» Description of the task: Which lines in the records below contain the word "status"? Return each of them.

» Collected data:

----

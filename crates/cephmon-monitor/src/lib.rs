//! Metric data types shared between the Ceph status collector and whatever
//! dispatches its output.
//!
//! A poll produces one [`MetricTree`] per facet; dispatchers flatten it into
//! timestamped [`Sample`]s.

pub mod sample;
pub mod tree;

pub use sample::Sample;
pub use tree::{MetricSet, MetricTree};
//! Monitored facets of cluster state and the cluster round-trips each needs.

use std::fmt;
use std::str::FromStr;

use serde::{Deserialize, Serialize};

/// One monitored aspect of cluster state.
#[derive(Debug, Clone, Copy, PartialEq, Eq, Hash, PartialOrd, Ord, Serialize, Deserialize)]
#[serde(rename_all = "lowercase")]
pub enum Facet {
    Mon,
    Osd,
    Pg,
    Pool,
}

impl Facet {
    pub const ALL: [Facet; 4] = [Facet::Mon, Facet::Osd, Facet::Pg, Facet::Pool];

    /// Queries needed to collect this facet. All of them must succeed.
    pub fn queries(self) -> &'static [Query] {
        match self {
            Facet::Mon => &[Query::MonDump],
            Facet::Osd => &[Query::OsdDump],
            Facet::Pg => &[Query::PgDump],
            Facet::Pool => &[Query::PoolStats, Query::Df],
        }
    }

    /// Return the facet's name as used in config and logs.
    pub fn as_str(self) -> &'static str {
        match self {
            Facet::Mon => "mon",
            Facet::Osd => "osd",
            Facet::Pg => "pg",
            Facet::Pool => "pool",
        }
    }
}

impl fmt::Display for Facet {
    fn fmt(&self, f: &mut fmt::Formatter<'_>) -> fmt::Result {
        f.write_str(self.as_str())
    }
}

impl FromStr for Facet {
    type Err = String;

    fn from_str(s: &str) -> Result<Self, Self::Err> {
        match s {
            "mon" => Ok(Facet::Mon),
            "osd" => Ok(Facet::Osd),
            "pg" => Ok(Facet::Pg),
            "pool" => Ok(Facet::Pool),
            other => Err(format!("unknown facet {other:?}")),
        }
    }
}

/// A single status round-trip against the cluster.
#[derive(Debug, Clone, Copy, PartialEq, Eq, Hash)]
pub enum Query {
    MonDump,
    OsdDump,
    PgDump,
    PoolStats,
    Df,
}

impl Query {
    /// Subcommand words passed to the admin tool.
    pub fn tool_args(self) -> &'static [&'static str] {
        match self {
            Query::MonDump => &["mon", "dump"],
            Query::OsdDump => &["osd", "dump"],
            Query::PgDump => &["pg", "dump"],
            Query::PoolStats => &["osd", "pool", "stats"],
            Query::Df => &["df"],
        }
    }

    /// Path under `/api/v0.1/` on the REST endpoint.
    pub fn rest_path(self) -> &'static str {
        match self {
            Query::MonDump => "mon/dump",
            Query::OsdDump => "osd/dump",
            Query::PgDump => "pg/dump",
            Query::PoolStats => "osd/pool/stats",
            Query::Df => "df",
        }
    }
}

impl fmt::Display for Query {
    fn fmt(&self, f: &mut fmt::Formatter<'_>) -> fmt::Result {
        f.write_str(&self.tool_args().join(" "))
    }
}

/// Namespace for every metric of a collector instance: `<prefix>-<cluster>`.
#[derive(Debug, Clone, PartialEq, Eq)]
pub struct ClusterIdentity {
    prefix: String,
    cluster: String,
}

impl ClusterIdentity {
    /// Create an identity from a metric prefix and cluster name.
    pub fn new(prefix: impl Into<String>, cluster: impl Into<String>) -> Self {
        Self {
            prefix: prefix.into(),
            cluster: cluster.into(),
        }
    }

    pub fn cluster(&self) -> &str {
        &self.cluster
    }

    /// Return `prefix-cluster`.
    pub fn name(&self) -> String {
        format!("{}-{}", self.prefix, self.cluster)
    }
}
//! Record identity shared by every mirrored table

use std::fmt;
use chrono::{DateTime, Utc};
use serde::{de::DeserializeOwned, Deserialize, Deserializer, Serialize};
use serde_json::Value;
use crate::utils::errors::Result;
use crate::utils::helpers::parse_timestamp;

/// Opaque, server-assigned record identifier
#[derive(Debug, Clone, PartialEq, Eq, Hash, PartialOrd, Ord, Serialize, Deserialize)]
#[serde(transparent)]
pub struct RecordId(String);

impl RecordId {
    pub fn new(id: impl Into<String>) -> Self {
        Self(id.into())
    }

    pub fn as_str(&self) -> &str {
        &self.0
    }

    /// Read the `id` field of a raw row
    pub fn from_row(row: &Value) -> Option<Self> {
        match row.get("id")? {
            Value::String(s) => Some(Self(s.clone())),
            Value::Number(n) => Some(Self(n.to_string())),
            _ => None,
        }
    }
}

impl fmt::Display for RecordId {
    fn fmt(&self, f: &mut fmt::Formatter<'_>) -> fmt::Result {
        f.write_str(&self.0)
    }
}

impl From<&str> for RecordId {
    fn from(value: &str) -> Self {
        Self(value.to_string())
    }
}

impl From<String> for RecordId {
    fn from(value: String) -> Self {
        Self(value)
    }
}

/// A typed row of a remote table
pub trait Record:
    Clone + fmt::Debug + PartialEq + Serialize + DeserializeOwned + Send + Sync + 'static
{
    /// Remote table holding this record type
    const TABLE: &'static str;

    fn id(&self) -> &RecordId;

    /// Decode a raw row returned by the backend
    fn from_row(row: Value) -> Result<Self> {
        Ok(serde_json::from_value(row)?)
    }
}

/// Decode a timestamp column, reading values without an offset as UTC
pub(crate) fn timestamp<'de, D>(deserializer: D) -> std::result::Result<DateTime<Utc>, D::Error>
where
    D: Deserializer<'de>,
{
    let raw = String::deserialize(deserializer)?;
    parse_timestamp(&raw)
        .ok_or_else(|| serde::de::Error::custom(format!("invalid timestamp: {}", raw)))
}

----

» Solved problem:
//! Metric data types shared between the Ceph status collector and whatever
/// A single status round-trip against the cluster.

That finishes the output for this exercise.